Dataset records:

..........

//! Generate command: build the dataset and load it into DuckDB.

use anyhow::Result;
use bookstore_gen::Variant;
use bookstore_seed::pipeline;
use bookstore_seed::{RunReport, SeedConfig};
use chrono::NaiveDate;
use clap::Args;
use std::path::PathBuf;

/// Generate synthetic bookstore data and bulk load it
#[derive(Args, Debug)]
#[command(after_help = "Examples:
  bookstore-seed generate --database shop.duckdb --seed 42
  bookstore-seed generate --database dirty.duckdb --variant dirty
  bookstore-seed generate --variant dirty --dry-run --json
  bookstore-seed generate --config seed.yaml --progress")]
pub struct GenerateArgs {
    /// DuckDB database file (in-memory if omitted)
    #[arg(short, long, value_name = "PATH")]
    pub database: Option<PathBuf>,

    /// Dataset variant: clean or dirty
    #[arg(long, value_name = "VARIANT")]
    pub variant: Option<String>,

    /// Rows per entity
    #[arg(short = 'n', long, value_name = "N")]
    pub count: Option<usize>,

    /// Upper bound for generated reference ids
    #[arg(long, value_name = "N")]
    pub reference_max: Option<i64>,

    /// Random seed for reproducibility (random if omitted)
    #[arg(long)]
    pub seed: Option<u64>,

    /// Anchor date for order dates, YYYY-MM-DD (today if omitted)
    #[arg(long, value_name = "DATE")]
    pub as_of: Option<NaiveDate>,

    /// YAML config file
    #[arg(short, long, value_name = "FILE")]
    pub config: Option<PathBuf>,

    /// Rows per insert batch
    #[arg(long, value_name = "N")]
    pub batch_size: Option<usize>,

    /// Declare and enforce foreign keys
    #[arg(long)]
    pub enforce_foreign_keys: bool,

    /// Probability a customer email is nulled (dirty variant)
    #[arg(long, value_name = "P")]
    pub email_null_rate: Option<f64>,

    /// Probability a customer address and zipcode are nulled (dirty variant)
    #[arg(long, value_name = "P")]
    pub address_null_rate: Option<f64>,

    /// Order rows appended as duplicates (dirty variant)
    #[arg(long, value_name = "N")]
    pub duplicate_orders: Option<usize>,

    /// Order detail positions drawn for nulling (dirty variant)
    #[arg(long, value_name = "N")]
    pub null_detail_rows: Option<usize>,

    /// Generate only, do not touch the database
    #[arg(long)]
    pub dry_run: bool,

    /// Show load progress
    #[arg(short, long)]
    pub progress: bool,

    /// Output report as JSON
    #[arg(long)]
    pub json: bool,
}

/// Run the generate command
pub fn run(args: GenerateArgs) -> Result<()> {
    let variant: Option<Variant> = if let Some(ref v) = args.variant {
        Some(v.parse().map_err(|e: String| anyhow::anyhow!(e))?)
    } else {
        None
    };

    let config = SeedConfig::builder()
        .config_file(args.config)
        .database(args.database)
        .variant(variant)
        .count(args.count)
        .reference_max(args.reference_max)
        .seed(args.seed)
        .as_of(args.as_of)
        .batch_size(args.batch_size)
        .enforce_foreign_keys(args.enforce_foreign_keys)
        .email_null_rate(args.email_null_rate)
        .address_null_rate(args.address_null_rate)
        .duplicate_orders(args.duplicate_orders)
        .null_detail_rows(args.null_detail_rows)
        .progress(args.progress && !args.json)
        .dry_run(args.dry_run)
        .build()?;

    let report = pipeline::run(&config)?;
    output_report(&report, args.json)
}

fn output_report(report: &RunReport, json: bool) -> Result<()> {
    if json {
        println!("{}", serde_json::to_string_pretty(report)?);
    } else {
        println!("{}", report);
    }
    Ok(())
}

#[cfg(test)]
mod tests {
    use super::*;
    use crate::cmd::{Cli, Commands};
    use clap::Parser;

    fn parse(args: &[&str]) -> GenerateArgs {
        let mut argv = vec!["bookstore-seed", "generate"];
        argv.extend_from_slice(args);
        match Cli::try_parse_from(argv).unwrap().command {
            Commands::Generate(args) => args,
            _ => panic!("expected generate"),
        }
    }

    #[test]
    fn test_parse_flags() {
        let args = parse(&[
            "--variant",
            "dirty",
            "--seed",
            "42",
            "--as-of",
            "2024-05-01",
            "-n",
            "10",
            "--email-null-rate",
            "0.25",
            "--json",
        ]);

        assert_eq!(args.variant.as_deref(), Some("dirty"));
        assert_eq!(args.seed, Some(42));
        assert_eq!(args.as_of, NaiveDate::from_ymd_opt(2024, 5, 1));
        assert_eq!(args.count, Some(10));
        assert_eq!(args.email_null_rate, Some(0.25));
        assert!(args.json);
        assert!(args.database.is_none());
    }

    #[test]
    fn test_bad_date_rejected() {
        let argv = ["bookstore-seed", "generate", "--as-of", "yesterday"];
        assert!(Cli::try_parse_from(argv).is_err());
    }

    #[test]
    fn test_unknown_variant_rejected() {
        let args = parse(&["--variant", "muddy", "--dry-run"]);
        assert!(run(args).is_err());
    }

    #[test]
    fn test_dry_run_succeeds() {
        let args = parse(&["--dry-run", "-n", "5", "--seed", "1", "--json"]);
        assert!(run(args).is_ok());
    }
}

..........

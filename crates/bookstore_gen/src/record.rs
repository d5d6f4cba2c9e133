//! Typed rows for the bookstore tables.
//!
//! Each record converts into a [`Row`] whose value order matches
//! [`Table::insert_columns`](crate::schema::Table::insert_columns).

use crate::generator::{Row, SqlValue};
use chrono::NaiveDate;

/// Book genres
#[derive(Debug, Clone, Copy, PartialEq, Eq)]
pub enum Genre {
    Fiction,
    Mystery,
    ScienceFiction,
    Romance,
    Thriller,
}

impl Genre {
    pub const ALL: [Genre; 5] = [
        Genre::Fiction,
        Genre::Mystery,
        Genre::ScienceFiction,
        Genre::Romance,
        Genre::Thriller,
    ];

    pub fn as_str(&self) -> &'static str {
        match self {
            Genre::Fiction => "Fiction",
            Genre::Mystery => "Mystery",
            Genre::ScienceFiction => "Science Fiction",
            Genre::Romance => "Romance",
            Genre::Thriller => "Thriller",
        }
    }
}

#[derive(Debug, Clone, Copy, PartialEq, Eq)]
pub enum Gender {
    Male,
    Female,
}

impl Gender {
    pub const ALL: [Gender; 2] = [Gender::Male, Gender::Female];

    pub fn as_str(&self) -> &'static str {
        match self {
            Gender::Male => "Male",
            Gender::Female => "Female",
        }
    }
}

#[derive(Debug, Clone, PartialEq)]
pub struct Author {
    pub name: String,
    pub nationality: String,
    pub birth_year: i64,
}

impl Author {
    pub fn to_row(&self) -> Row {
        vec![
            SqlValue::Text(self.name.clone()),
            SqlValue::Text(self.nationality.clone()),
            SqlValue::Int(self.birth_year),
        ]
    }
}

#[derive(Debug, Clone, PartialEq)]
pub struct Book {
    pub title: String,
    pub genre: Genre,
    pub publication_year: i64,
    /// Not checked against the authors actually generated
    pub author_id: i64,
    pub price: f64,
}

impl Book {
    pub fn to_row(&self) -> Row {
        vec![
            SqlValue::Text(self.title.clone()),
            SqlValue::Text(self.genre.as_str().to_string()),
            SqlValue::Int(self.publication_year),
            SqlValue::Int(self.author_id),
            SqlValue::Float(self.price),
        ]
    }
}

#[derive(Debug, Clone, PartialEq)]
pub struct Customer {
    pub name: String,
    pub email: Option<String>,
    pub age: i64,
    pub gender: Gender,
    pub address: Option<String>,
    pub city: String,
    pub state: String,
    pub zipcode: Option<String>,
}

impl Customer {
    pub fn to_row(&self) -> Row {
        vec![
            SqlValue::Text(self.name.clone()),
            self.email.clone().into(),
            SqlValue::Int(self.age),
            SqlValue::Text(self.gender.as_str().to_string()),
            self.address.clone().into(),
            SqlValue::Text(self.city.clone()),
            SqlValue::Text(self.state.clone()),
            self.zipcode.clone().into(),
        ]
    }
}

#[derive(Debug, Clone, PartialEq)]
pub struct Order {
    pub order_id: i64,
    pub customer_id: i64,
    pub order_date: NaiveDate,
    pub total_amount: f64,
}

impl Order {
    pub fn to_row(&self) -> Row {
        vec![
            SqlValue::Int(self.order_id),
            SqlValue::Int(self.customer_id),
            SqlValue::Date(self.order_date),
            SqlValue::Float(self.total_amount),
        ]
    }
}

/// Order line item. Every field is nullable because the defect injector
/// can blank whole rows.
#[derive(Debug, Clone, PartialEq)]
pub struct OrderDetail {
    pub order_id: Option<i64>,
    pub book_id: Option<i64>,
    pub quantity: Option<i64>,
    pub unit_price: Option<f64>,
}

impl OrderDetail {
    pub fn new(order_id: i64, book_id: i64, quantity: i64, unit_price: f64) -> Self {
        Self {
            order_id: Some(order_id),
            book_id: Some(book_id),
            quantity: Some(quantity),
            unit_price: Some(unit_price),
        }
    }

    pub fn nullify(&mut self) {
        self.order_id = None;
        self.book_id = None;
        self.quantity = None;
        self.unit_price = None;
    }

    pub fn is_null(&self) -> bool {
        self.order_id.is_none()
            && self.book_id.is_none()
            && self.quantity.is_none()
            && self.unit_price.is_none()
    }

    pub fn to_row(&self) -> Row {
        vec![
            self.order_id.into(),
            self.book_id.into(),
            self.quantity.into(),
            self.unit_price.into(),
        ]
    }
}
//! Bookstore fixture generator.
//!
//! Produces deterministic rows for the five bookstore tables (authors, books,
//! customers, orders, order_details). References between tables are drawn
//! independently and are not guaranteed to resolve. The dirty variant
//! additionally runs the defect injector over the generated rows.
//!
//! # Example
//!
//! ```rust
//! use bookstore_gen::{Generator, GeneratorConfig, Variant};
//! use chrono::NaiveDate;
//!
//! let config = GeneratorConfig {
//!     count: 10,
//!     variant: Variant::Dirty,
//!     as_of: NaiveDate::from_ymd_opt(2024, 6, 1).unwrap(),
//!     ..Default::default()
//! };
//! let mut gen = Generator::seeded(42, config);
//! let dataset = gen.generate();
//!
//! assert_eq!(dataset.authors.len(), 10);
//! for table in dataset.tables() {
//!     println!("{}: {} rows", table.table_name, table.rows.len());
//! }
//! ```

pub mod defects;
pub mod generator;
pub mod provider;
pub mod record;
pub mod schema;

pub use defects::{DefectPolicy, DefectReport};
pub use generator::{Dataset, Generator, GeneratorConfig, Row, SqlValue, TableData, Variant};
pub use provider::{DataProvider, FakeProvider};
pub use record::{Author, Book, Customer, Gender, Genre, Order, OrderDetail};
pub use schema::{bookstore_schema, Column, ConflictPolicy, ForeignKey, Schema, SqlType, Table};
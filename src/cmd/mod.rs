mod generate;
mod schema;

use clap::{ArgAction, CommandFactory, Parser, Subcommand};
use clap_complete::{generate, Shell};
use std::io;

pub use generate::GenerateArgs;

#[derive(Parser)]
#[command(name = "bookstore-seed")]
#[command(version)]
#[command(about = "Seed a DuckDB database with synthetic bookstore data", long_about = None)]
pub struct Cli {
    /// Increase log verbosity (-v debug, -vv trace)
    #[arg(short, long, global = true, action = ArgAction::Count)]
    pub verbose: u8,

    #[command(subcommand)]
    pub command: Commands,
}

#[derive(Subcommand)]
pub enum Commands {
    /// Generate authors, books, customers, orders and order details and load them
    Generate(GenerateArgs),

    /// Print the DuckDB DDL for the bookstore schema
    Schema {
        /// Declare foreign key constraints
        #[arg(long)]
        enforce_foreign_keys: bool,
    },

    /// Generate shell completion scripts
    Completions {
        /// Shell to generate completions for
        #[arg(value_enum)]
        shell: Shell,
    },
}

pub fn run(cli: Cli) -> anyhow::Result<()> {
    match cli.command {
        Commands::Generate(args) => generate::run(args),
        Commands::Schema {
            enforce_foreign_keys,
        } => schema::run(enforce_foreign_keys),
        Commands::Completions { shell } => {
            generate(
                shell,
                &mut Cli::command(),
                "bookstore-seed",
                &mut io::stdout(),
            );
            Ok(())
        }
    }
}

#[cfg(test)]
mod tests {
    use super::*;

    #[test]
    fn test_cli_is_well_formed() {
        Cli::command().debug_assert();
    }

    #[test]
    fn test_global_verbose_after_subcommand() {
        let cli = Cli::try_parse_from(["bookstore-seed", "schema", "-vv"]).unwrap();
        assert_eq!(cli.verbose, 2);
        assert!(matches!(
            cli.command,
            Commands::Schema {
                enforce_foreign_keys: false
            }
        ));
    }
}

..........

### Work order
Give the number of lines in the data that contain the string "NaiveDate" and nothing more.

### Your solution
7